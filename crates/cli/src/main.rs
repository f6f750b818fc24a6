use std::collections::BTreeMap;
use std::path::{Path, PathBuf};
use std::str::FromStr;
use std::sync::Arc;

use anyhow::{anyhow, Context, Result};
use clap::{ArgAction, Args, Parser, Subcommand, ValueEnum};
use kdecl_apply::{KubectlApplier, SsaApplier};
use kdecl_core::{parse_gvk_key, DeclarativeObject, GroupVersionKind, ObjectKey};
use kdecl_kubehub::{run_controller, ApiResolver, KubeObjectClient, KubeStatus, KubeWatcher};
use kdecl_reconcile::{
    application_components, image_registry, source_as_owner, source_labels, static_labels, with_label_maker,
    with_manifest_controller, with_object_transformation, with_owner, with_preserve_namespace, with_prune, with_sink,
    with_status, Applier, Defaults, DirectoryManifestLoader, Host, LabelMaker, LoggingSink, ManifestLoader, ObjectClient,
    Reconciler, ReconcilerOption, TemplatedManifestLoader,
};
use kube::core::DynamicObject;
use tokio::signal;
use tokio::sync::mpsc;
use tokio_util::sync::CancellationToken;
use tracing::{error, info, warn};

#[derive(Parser, Debug)]
#[command(name = "kdeclctl", version, about = "Declarative manifest controller")]
struct Cli {
    /// Output format
    #[arg(short = 'o', long = "output", value_enum, global = true, default_value_t = Output::Yaml)]
    output: Output,

    /// Namespace to watch and apply into (default: all namespaces)
    #[arg(long = "ns", global = true)]
    namespace: Option<String>,

    #[command(subcommand)]
    command: Commands,
}

#[derive(Copy, Clone, Debug, Eq, PartialEq, ValueEnum)]
enum Output {
    Yaml,
    Json,
}

#[derive(Copy, Clone, Debug, Eq, PartialEq, ValueEnum)]
enum ApplyTool {
    Kubectl,
    Ssa,
}

#[derive(Args, Debug)]
struct ControllerArgs {
    /// GVK key of the custom resource, e.g. "addons.example.org/v1alpha1/Dashboard"
    #[arg(long = "gvk")]
    gvk: String,
    /// Package directory: <dir>/<channel> and <dir>/packages/<component>/<version>/manifest.yaml
    #[arg(long = "manifests", env = "KDECL_MANIFESTS")]
    manifests: PathBuf,
    /// Package name under <dir>/packages (default: lowercased kind)
    #[arg(long = "component")]
    component: Option<String>,
    /// Channel file used when the instance pins no version
    #[arg(long = "channel", default_value = "stable")]
    channel: String,
    /// Render manifests as templates over the instance
    #[arg(long = "template", action = ArgAction::SetTrue)]
    template: bool,
    /// Fixed labels (k=v) instead of the <group>/<kind>=<name> default
    #[arg(long = "label", value_parser = parse_label)]
    labels: Vec<(String, String)>,
    /// Rewrite container images onto this registry
    #[arg(long = "registry")]
    registry: Option<String>,
    /// Image pull secret for every pod spec
    #[arg(long = "pull-secret")]
    pull_secret: Option<String>,
    /// Do not set owner references on applied objects
    #[arg(long = "no-owner", action = ArgAction::SetTrue)]
    no_owner: bool,
}

#[derive(Subcommand, Debug)]
enum Commands {
    /// Reconcile every instance of a custom resource type until interrupted
    Run {
        #[command(flatten)]
        controller: ControllerArgs,
        /// Delete labelled objects that are no longer in the manifest
        #[arg(long = "prune", action = ArgAction::SetTrue)]
        prune: bool,
        /// Apply into the namespaces named by the manifest
        #[arg(long = "preserve-namespace", action = ArgAction::SetTrue)]
        preserve_namespace: bool,
        /// Apply tool
        #[arg(long = "applier", value_enum, default_value_t = ApplyTool::Kubectl)]
        applier: ApplyTool,
    },
    /// Build the manifest for one instance file and print it
    Render {
        #[command(flatten)]
        controller: ControllerArgs,
        /// Instance YAML file
        #[arg(long = "instance")]
        instance: PathBuf,
    },
}

fn init_tracing() {
    let env = std::env::var("KDECL_LOG").unwrap_or_else(|_| "info".to_string());
    let filter = tracing_subscriber::EnvFilter::from_str(&env).unwrap_or_else(|_| tracing_subscriber::EnvFilter::new("info"));
    tracing_subscriber::fmt().with_env_filter(filter).with_target(true).with_writer(std::io::stderr).init();
}

fn init_metrics() {
    if let Ok(addr) = std::env::var("KDECL_METRICS_ADDR") {
        if let Ok(sock) = addr.parse::<std::net::SocketAddr>() {
            let builder = metrics_exporter_prometheus::PrometheusBuilder::new();
            match builder.with_http_listener(sock).install() {
                Ok(_) => info!(addr = %addr, "Prometheus metrics exporter listening"),
                Err(e) => warn!(error = %e, "failed to install metrics exporter"),
            }
        } else {
            warn!(addr = %addr, "invalid KDECL_METRICS_ADDR; expected host:port");
        }
    }
}

fn parse_label(s: &str) -> Result<(String, String), String> {
    match s.split_once('=') {
        Some((k, v)) if !k.is_empty() => Ok((k.to_string(), v.to_string())),
        _ => Err(format!("expected key=value, got {s:?}")),
    }
}

fn controller_options(args: &ControllerArgs, gvk: &GroupVersionKind) -> Vec<ReconcilerOption> {
    let component = args.component.clone().unwrap_or_else(|| gvk.kind.to_lowercase());
    let mut loader: Arc<dyn ManifestLoader> =
        Arc::new(DirectoryManifestLoader::new(&args.manifests, component).with_channel(&args.channel));
    if args.template {
        loader = Arc::new(TemplatedManifestLoader::new(loader));
    }
    let labels: LabelMaker = if args.labels.is_empty() {
        source_labels()
    } else {
        static_labels(args.labels.iter().cloned().collect::<BTreeMap<_, _>>())
    };

    let mut opts = vec![with_manifest_controller(loader), with_label_maker(labels.clone())];
    if args.registry.is_some() || args.pull_secret.is_some() {
        let registry = args.registry.clone().unwrap_or_default();
        let secret = args.pull_secret.clone().unwrap_or_default();
        opts.push(with_object_transformation(image_registry(registry, secret)));
    }
    opts.push(with_object_transformation(application_components(labels)));
    if !args.no_owner {
        opts.push(with_owner(source_as_owner()));
    }
    opts
}

/// Host for offline rendering; nothing may reach a cluster.
struct Offline;

#[async_trait::async_trait]
impl ObjectClient for Offline {
    async fn get(&self, _: &GroupVersionKind, key: &ObjectKey) -> Result<Option<Box<dyn DeclarativeObject>>> {
        Err(anyhow!("offline: cannot fetch {key}"))
    }
}

#[async_trait::async_trait]
impl Applier for Offline {
    async fn apply(&self, _: &CancellationToken, _: Option<&str>, _: &str, _: &[String]) -> Result<()> {
        Err(anyhow!("offline: cannot apply"))
    }
}

async fn render(cli_ns: Option<&str>, output: Output, args: &ControllerArgs, instance_path: &Path) -> Result<()> {
    let gvk = parse_gvk_key(&args.gvk)?;
    let text = std::fs::read_to_string(instance_path).with_context(|| format!("reading {}", instance_path.display()))?;
    let mut instance: DynamicObject = serde_yaml::from_str(&text).with_context(|| format!("parsing {}", instance_path.display()))?;
    if instance.metadata.namespace.is_none() {
        instance.metadata.namespace = cli_ns.map(str::to_string);
    }
    if instance.gvk().as_ref() != Some(&gvk) {
        warn!(expected = %args.gvk, "instance type does not match --gvk");
    }

    let offline = Arc::new(Offline);
    let host = Host { client: offline.clone(), applier: offline, watcher: None };
    let opts = controller_options(args, &gvk);
    let reconciler = Reconciler::new(host, gvk, &Defaults::default(), &opts)?;
    let objects = reconciler.build(&CancellationToken::new(), &instance).await?;
    match output {
        Output::Json => println!("{}", objects.json_manifest()?),
        Output::Yaml => {
            for (i, o) in objects.iter().enumerate() {
                if i != 0 {
                    println!("---");
                }
                print!("{}", serde_yaml::to_string(o.body())?);
            }
        }
    }
    Ok(())
}

async fn run(ns: Option<String>, args: &ControllerArgs, prune: bool, preserve_namespace: bool, tool: ApplyTool) -> Result<()> {
    let gvk = parse_gvk_key(&args.gvk)?;
    let client = kdecl_kubehub::client().await?;
    let resolver = Arc::new(ApiResolver::new(client));
    let (tx, rx) = mpsc::unbounded_channel();
    let cancel = CancellationToken::new();

    let applier: Arc<dyn Applier> = match tool {
        ApplyTool::Kubectl => Arc::new(KubectlApplier::new()),
        ApplyTool::Ssa => Arc::new(SsaApplier::new(resolver.clone())),
    };
    let host = Host {
        client: Arc::new(KubeObjectClient::new(resolver.clone())),
        applier,
        watcher: Some(Arc::new(KubeWatcher::new(resolver.clone(), tx, cancel.clone()))),
    };
    let mut opts = controller_options(args, &gvk);
    opts.push(with_prune(prune));
    if preserve_namespace {
        opts.push(with_preserve_namespace());
    }
    opts.push(with_status(Arc::new(KubeStatus::new(resolver.clone()))));
    opts.push(with_sink(Arc::new(LoggingSink)));
    let reconciler = Arc::new(Reconciler::new(host, gvk, &Defaults::default(), &opts)?);

    let mut controller = {
        let cancel = cancel.clone();
        tokio::spawn(async move { run_controller(resolver, reconciler, ns.as_deref(), rx, cancel).await })
    };
    info!(gvk = %args.gvk, prune, "controller running; ctrl-c to stop");

    let joined = tokio::select! {
        _ = signal::ctrl_c() => {
            info!("interrupted");
            cancel.cancel();
            controller.await
        }
        res = &mut controller => res,
    };
    if let Err(e) = joined.context("joining controller")? {
        error!(error = %e, "controller failed");
        return Err(e);
    }
    Ok(())
}

#[tokio::main]
async fn main() -> Result<()> {
    init_tracing();
    init_metrics();
    let cli = Cli::parse();

    match &cli.command {
        Commands::Run { controller, prune, preserve_namespace, applier } => {
            run(cli.namespace.clone(), controller, *prune, *preserve_namespace, *applier).await
        }
        Commands::Render { controller, instance } => render(cli.namespace.as_deref(), cli.output, controller, instance).await,
    }
}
:::
• **What to work on**
Report the number of lines in the records that hold "mpsc" and write no other words.

• **Output of the task**
2